Early on in The Road to Little Dribbling, Bryson states that he never intended to follow literally in the footsteps of Notes because if he did that he feared that the new book would become little more than a whining narrative about how those places had all changed for the worse. Nonetheless, as the author steadily makes his way around the U.K., a sense of loss begins to overwhelm both him and the reader. In Bryson’s defense, however, his readers will easily understand a feeling they are likely to have often had themselves when revisiting their own pasts.

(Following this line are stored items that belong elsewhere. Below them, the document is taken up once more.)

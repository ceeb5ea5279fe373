pub mod ast;

use thiserror::Error;

use crate::lexer::{LexError, Lexer, Position, Span, Token, TokenKind};
use ast::*;

#[derive(Debug, Clone, PartialEq, Error)]
pub enum ParseError {
    #[error(transparent)]
    Lex(#[from] LexError),

    #[error("unexpected {} '{}'", .found.kind, .found.literal)]
    UnexpectedToken { found: Token },
}

impl ParseError {
    pub fn position(&self) -> Position {
        match self {
            ParseError::Lex(err) => err.position(),
            ParseError::UnexpectedToken { found } => found.span.from,
        }
    }
}

/// Parses a document into its root list.
///
/// Anything after the root's closing paren is left unscanned; use
/// [`parse_strict`] to reject trailing input.
pub fn parse(input: &str) -> Result<List, ParseError> {
    let mut parser = Parser::new(input);
    let root = parser.parse_root()?;
    log::debug!(
        "parsed root '{}' with {} elements",
        root.name(),
        root.elements.len()
    );
    Ok(root)
}

/// Like [`parse`], but the root list must be the only thing in the input.
pub fn parse_strict(input: &str) -> Result<List, ParseError> {
    let mut parser = Parser::new(input);
    let root = parser.parse_root()?;
    parser.finish()?;
    Ok(root)
}

/// Recursive-descent parser holding one lazily scanned lookahead token.
pub struct Parser<'src> {
    lexer: Lexer<'src>,
    lookahead: Option<Token>,
    at_end: bool,
}

impl<'src> Parser<'src> {
    pub fn new(input: &'src str) -> Self {
        Self {
            lexer: Lexer::new(input),
            lookahead: None,
            at_end: false,
        }
    }

    /// Root = List
    pub fn parse_root(&mut self) -> Result<List, ParseError> {
        self.expect_list()
    }

    /// Succeeds only if no tokens remain.
    pub fn finish(&mut self) -> Result<(), ParseError> {
        self.fill()?;
        match self.lookahead.take() {
            Some(found) => Err(ParseError::UnexpectedToken { found }),
            None => Ok(()),
        }
    }

    /// List = '(' Ident Node* ')'
    fn expect_list(&mut self) -> Result<List, ParseError> {
        let open = self.match_term(TokenKind::LParen)?;
        let prefix = self.match_term(TokenKind::Identifier)?;

        let mut elements = Vec::new();
        while self.current()?.kind != TokenKind::RParen {
            elements.push(self.expect_node()?);
        }

        let close = self.match_term(TokenKind::RParen)?;
        Ok(List {
            prefix,
            elements,
            span: Span::new(open.span.from, close.span.to),
        })
    }

    /// Node = List | Ident | Literal
    fn expect_node(&mut self) -> Result<Node, ParseError> {
        match self.current()?.kind {
            TokenKind::LParen => Ok(Node::List(self.expect_list()?)),
            TokenKind::Identifier => Ok(Node::Identifier(self.bump()?)),
            kind if kind.is_literal() => Ok(Node::Literal(self.bump()?)),
            _ => Err(ParseError::UnexpectedToken {
                found: self.bump()?,
            }),
        }
    }

    /// Consumes the current token if it has the given kind.
    fn match_term(&mut self, kind: TokenKind) -> Result<Token, ParseError> {
        let token = self.current()?;
        if token.kind != kind {
            return Err(ParseError::UnexpectedToken {
                found: token.clone(),
            });
        }
        self.bump()
    }

    fn current(&mut self) -> Result<&Token, ParseError> {
        self.fill()?;
        let position = self.lexer.position();
        self.lookahead
            .as_ref()
            .ok_or(ParseError::Lex(LexError::UnexpectedEndOfInput { position }))
    }

    fn bump(&mut self) -> Result<Token, ParseError> {
        self.fill()?;
        let position = self.lexer.position();
        self.lookahead
            .take()
            .ok_or(ParseError::Lex(LexError::UnexpectedEndOfInput { position }))
    }

    fn fill(&mut self) -> Result<(), ParseError> {
        if self.lookahead.is_none() && !self.at_end {
            match self.lexer.scan()? {
                Some(token) => self.lookahead = Some(token),
                None => self.at_end = true,
            }
        }
        Ok(())
    }
}
use std::collections::HashMap;

use super::{DecodeError, DuplicateFields};
use crate::parser::ast::List;

/// Name to sub-list lookup over a list's elements.
///
/// Every element that is itself a list contributes an entry keyed by its
/// prefix, so `(IntA 1)` is the field `IntA`. Other elements are skipped.
/// The map borrows from the tree and is rebuilt for every record decoded.
#[derive(Debug, Default)]
pub struct FieldMap<'de> {
    entries: HashMap<&'de str, &'de List>,
}

impl<'de> FieldMap<'de> {
    pub fn build(list: &'de List, duplicates: DuplicateFields) -> Result<Self, DecodeError> {
        let mut entries = HashMap::with_capacity(list.elements.len());
        for field in list.elements.iter().filter_map(|node| node.as_list()) {
            let previous = entries.insert(field.name(), field);
            if previous.is_some() && duplicates == DuplicateFields::Reject {
                return Err(DecodeError::DuplicateField {
                    name: field.name().to_string(),
                    span: field.prefix.span,
                });
            }
        }
        Ok(Self { entries })
    }

    pub fn get(&self, name: &str) -> Option<&'de List> {
        self.entries.get(name).copied()
    }

    pub fn len(&self) -> usize {
        self.entries.len()
    }

    pub fn is_empty(&self) -> bool {
        self.entries.is_empty()
    }
}
use std::num::IntErrorKind;
use std::str::FromStr;

use serde::de::value::BorrowedStrDeserializer;
use serde::de::{self, DeserializeSeed, MapAccess, SeqAccess, Visitor};

use super::{DecodeError, DecodeOptions, FieldMap};
use crate::lexer::{Base, Span, Token, TokenKind};
use crate::parser::ast::{List, Node, NodeKind};

/// Borrowed view of a node; the root list is not wrapped in a `Node`.
#[derive(Debug, Clone, Copy)]
pub(crate) enum NodeRef<'de> {
    Literal(&'de Token),
    Identifier(&'de Token),
    List(&'de List),
}

impl<'de> From<&'de Node> for NodeRef<'de> {
    fn from(node: &'de Node) -> Self {
        match node {
            Node::Literal(token) => NodeRef::Literal(token),
            Node::Identifier(token) => NodeRef::Identifier(token),
            Node::List(list) => NodeRef::List(list),
        }
    }
}

impl<'de> From<&'de List> for NodeRef<'de> {
    fn from(list: &'de List) -> Self {
        NodeRef::List(list)
    }
}

impl NodeRef<'_> {
    fn span(&self) -> Span {
        match self {
            NodeRef::Literal(token) | NodeRef::Identifier(token) => token.span,
            NodeRef::List(list) => list.span,
        }
    }

    fn kind(&self) -> NodeKind {
        match self {
            NodeRef::Literal(token) => NodeKind::Literal(token.kind),
            NodeRef::Identifier(_) => NodeKind::Identifier,
            NodeRef::List(_) => NodeKind::List,
        }
    }

    fn mismatch(&self, want: &'static str) -> DecodeError {
        DecodeError::TypeMismatch {
            want,
            have: self.kind(),
            span: self.span(),
        }
    }
}

fn radix(token: &Token) -> u32 {
    token.base().map_or(10, Base::radix)
}

fn numeric_format(token: &Token, target: &'static str) -> DecodeError {
    DecodeError::NumericFormat {
        text: token.literal.clone(),
        target,
        span: token.span,
    }
}

fn numeric_range(token: &Token, target: &'static str) -> DecodeError {
    DecodeError::NumericRange {
        text: token.literal.clone(),
        target,
        span: token.span,
    }
}

fn int_error(kind: &IntErrorKind, token: &Token, target: &'static str) -> DecodeError {
    match kind {
        IntErrorKind::PosOverflow | IntErrorKind::NegOverflow => numeric_range(token, target),
        _ => numeric_format(token, target),
    }
}

/// Parses a literal in the base it was scanned in, then narrows it to `T`.
fn parse_signed<T: TryFrom<i128>>(token: &Token, target: &'static str) -> Result<T, DecodeError> {
    if token.literal.starts_with('+') {
        return Err(numeric_format(token, target));
    }
    let value = i128::from_str_radix(&token.literal, radix(token))
        .map_err(|err| int_error(err.kind(), token, target))?;
    T::try_from(value).map_err(|_| numeric_range(token, target))
}

fn parse_unsigned<T: TryFrom<u128>>(token: &Token, target: &'static str) -> Result<T, DecodeError> {
    let (negative, digits) = match token.literal.strip_prefix('-') {
        Some(digits) => (true, digits),
        None => (false, token.literal.as_str()),
    };
    if digits.starts_with('+') {
        return Err(numeric_format(token, target));
    }
    let value = u128::from_str_radix(digits, radix(token))
        .map_err(|err| int_error(err.kind(), token, target))?;
    if negative && value != 0 {
        return Err(numeric_range(token, target));
    }
    T::try_from(value).map_err(|_| numeric_range(token, target))
}

fn parse_float<T: FromStr>(token: &Token, target: &'static str) -> Result<T, DecodeError> {
    let non_decimal = matches!(token.kind, TokenKind::Int(base) if base != Base::Decimal);
    if non_decimal || !is_decimal_number(&token.literal) {
        return Err(numeric_format(token, target));
    }
    token
        .literal
        .parse()
        .map_err(|_| numeric_format(token, target))
}

/// `-? digits ('.' digits)? ([eE] [+-]? digits)?`
fn is_decimal_number(text: &str) -> bool {
    fn digits(text: &str) -> (&str, &str) {
        let end = text
            .find(|ch: char| !ch.is_ascii_digit())
            .unwrap_or(text.len());
        text.split_at(end)
    }

    let text = text.strip_prefix('-').unwrap_or(text);
    let (whole, mut rest) = digits(text);
    if whole.is_empty() {
        return false;
    }
    if let Some(after_dot) = rest.strip_prefix('.') {
        let (fraction, after) = digits(after_dot);
        if fraction.is_empty() {
            return false;
        }
        rest = after;
    }
    if let Some(after_e) = rest.strip_prefix(['e', 'E']) {
        let after_sign = after_e.strip_prefix(['+', '-']).unwrap_or(after_e);
        let (exponent, after) = digits(after_sign);
        if exponent.is_empty() {
            return false;
        }
        rest = after;
    }
    rest.is_empty()
}

pub(crate) struct NodeDeserializer<'a, 'de> {
    node: NodeRef<'de>,
    options: &'a DecodeOptions,
}

impl<'a, 'de> NodeDeserializer<'a, 'de> {
    pub(crate) fn new(node: NodeRef<'de>, options: &'a DecodeOptions) -> Self {
        Self { node, options }
    }

    fn list(&self, want: &'static str) -> Result<&'de List, DecodeError> {
        match self.node {
            NodeRef::List(list) => Ok(list),
            other => Err(other.mismatch(want)),
        }
    }

    /// A scalar is either a bare node or a list holding exactly one element.
    fn scalar_node(&self) -> Result<NodeRef<'de>, DecodeError> {
        match self.node {
            NodeRef::List(list) => match list.elements.as_slice() {
                [only] => Ok(only.into()),
                elements => Err(DecodeError::ListLengthMismatch {
                    expected: 1,
                    found: elements.len(),
                    span: list.span,
                }),
            },
            other => Ok(other),
        }
    }

    fn literal(&self, want: &'static str) -> Result<&'de Token, DecodeError> {
        match self.scalar_node()? {
            NodeRef::Literal(token) => Ok(token),
            other => Err(other.mismatch(want)),
        }
    }
}

macro_rules! deserialize_number {
    ($($method:ident => $visit:ident($ty:ty) via $parse:ident,)*) => {
        $(
            fn $method<V: Visitor<'de>>(self, visitor: V) -> Result<V::Value, DecodeError> {
                let token = self.literal(stringify!($ty))?;
                let value: $ty = $parse(token, stringify!($ty))?;
                visitor.$visit(value).map_err(|err: DecodeError| err.with_span(token.span))
            }
        )*
    };
}

impl<'a, 'de> de::Deserializer<'de> for NodeDeserializer<'a, 'de> {
    type Error = DecodeError;

    fn deserialize_any<V: Visitor<'de>>(self, _visitor: V) -> Result<V::Value, DecodeError> {
        Err(DecodeError::UnsupportedType {
            name: String::from("self-describing value"),
            span: self.node.span(),
        })
    }

    fn deserialize_bool<V: Visitor<'de>>(self, visitor: V) -> Result<V::Value, DecodeError> {
        let node = self.scalar_node()?;
        let text = match node {
            NodeRef::Literal(token) | NodeRef::Identifier(token) => token.literal.as_str(),
            NodeRef::List(_) => return Err(node.mismatch("bool")),
        };
        let value = match text {
            "true" => true,
            "false" => false,
            _ => return Err(node.mismatch("bool")),
        };
        visitor
            .visit_bool(value)
            .map_err(|err: DecodeError| err.with_span(node.span()))
    }

    deserialize_number! {
        deserialize_i8 => visit_i8(i8) via parse_signed,
        deserialize_i16 => visit_i16(i16) via parse_signed,
        deserialize_i32 => visit_i32(i32) via parse_signed,
        deserialize_i64 => visit_i64(i64) via parse_signed,
        deserialize_i128 => visit_i128(i128) via parse_signed,
        deserialize_u8 => visit_u8(u8) via parse_unsigned,
        deserialize_u16 => visit_u16(u16) via parse_unsigned,
        deserialize_u32 => visit_u32(u32) via parse_unsigned,
        deserialize_u64 => visit_u64(u64) via parse_unsigned,
        deserialize_u128 => visit_u128(u128) via parse_unsigned,
        deserialize_f32 => visit_f32(f32) via parse_float,
        deserialize_f64 => visit_f64(f64) via parse_float,
    }

    fn deserialize_char<V: Visitor<'de>>(self, visitor: V) -> Result<V::Value, DecodeError> {
        let token = self.literal("char")?;
        let mut chars = token.literal.chars();
        match (chars.next(), chars.next()) {
            (Some(ch), None) => visitor
                .visit_char(ch)
                .map_err(|err: DecodeError| err.with_span(token.span)),
            _ => Err(NodeRef::Literal(token).mismatch("char")),
        }
    }

    fn deserialize_str<V: Visitor<'de>>(self, visitor: V) -> Result<V::Value, DecodeError> {
        let token = self.literal("string")?;
        visitor
            .visit_borrowed_str(&token.literal)
            .map_err(|err: DecodeError| err.with_span(token.span))
    }

    fn deserialize_string<V: Visitor<'de>>(self, visitor: V) -> Result<V::Value, DecodeError> {
        self.deserialize_str(visitor)
    }

    fn deserialize_bytes<V: Visitor<'de>>(self, visitor: V) -> Result<V::Value, DecodeError> {
        let token = self.literal("bytes")?;
        visitor
            .visit_borrowed_bytes(token.literal.as_bytes())
            .map_err(|err: DecodeError| err.with_span(token.span))
    }

    fn deserialize_byte_buf<V: Visitor<'de>>(self, visitor: V) -> Result<V::Value, DecodeError> {
        self.deserialize_bytes(visitor)
    }

    fn deserialize_option<V: Visitor<'de>>(self, visitor: V) -> Result<V::Value, DecodeError> {
        let span = self.node.span();
        visitor
            .visit_some(self)
            .map_err(|err: DecodeError| err.with_span(span))
    }

    fn deserialize_unit<V: Visitor<'de>>(self, visitor: V) -> Result<V::Value, DecodeError> {
        visitor
            .visit_unit()
            .map_err(|err: DecodeError| err.with_span(self.node.span()))
    }

    fn deserialize_unit_struct<V: Visitor<'de>>(
        self,
        _name: &'static str,
        visitor: V,
    ) -> Result<V::Value, DecodeError> {
        self.deserialize_unit(visitor)
    }

    fn deserialize_newtype_struct<V: Visitor<'de>>(
        self,
        _name: &'static str,
        visitor: V,
    ) -> Result<V::Value, DecodeError> {
        let span = self.node.span();
        visitor
            .visit_newtype_struct(self)
            .map_err(|err: DecodeError| err.with_span(span))
    }

    fn deserialize_seq<V: Visitor<'de>>(self, visitor: V) -> Result<V::Value, DecodeError> {
        let list = self.list("sequence")?;
        visitor
            .visit_seq(ElementsAccess::new(list, self.options))
            .map_err(|err: DecodeError| err.with_span(list.span))
    }

    fn deserialize_tuple<V: Visitor<'de>>(
        self,
        len: usize,
        visitor: V,
    ) -> Result<V::Value, DecodeError> {
        let list = self.list("tuple")?;
        if list.len() != len {
            return Err(DecodeError::ListLengthMismatch {
                expected: len,
                found: list.len(),
                span: list.span,
            });
        }
        visitor
            .visit_seq(ElementsAccess::new(list, self.options))
            .map_err(|err: DecodeError| err.with_span(list.span))
    }

    fn deserialize_tuple_struct<V: Visitor<'de>>(
        self,
        _name: &'static str,
        len: usize,
        visitor: V,
    ) -> Result<V::Value, DecodeError> {
        self.deserialize_tuple(len, visitor)
    }

    fn deserialize_map<V: Visitor<'de>>(self, _visitor: V) -> Result<V::Value, DecodeError> {
        Err(DecodeError::UnsupportedType {
            name: String::from("map"),
            span: self.node.span(),
        })
    }

    fn deserialize_struct<V: Visitor<'de>>(
        self,
        _name: &'static str,
        fields: &'static [&'static str],
        visitor: V,
    ) -> Result<V::Value, DecodeError> {
        let list = self.list("record")?;
        let present = FieldMap::build(list, self.options.duplicate_fields)?;
        visitor
            .visit_map(RecordAccess::new(fields, present, list.span, self.options))
            .map_err(|err: DecodeError| err.with_span(list.span))
    }

    fn deserialize_enum<V: Visitor<'de>>(
        self,
        name: &'static str,
        _variants: &'static [&'static str],
        _visitor: V,
    ) -> Result<V::Value, DecodeError> {
        Err(DecodeError::UnsupportedType {
            name: name.to_string(),
            span: self.node.span(),
        })
    }

    fn deserialize_identifier<V: Visitor<'de>>(self, visitor: V) -> Result<V::Value, DecodeError> {
        self.deserialize_str(visitor)
    }

    fn deserialize_ignored_any<V: Visitor<'de>>(
        self,
        visitor: V,
    ) -> Result<V::Value, DecodeError> {
        visitor.visit_unit()
    }
}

Times were simpler twenty years ago. Because there were fewer cars on the roads, it was easier (if perhaps slower) to make one's way through a country so well serviced by its public transportation system. People were more optimistic about the future and were enjoying life as the world moved further and further from the aftermath of World War II. Roads were new, seaside resorts were still fresh and well maintained, and a feeling of economic restraint was nowhere to be found in Britain. Today, while the natural beauty of the country is as great as ever, cutbacks and infrastructure deterioration are evident. And despite the well-earned English reputation for stoicism, pessimism now seems more the order of the day.

But don't let that worry you, as a reader, too much. The old Bill Bryson is still very much in evidence, his sense of humor and irony are still intact, and this book is as much fun to read as I suspect it was for its author to write. In one of my favorite bits from the book, Bryson even takes it upon himself to create what he calls “The Bryson Line,” map included, which more correctly identifies the two points in Britain with the most distance between them. They are not Lands End and John O'Groats (as my journey completion certificate from the nineties attests) but Bognor Regis (well to the east of Lands End) and Cape Wrath (a bit west of John O'Groats). So now I need to earn a new certification or stop telling complete strangers that I once completed the trip between the two most widely separated cities in the U.K. Thanks for an excuse to revisit Britain, Bill.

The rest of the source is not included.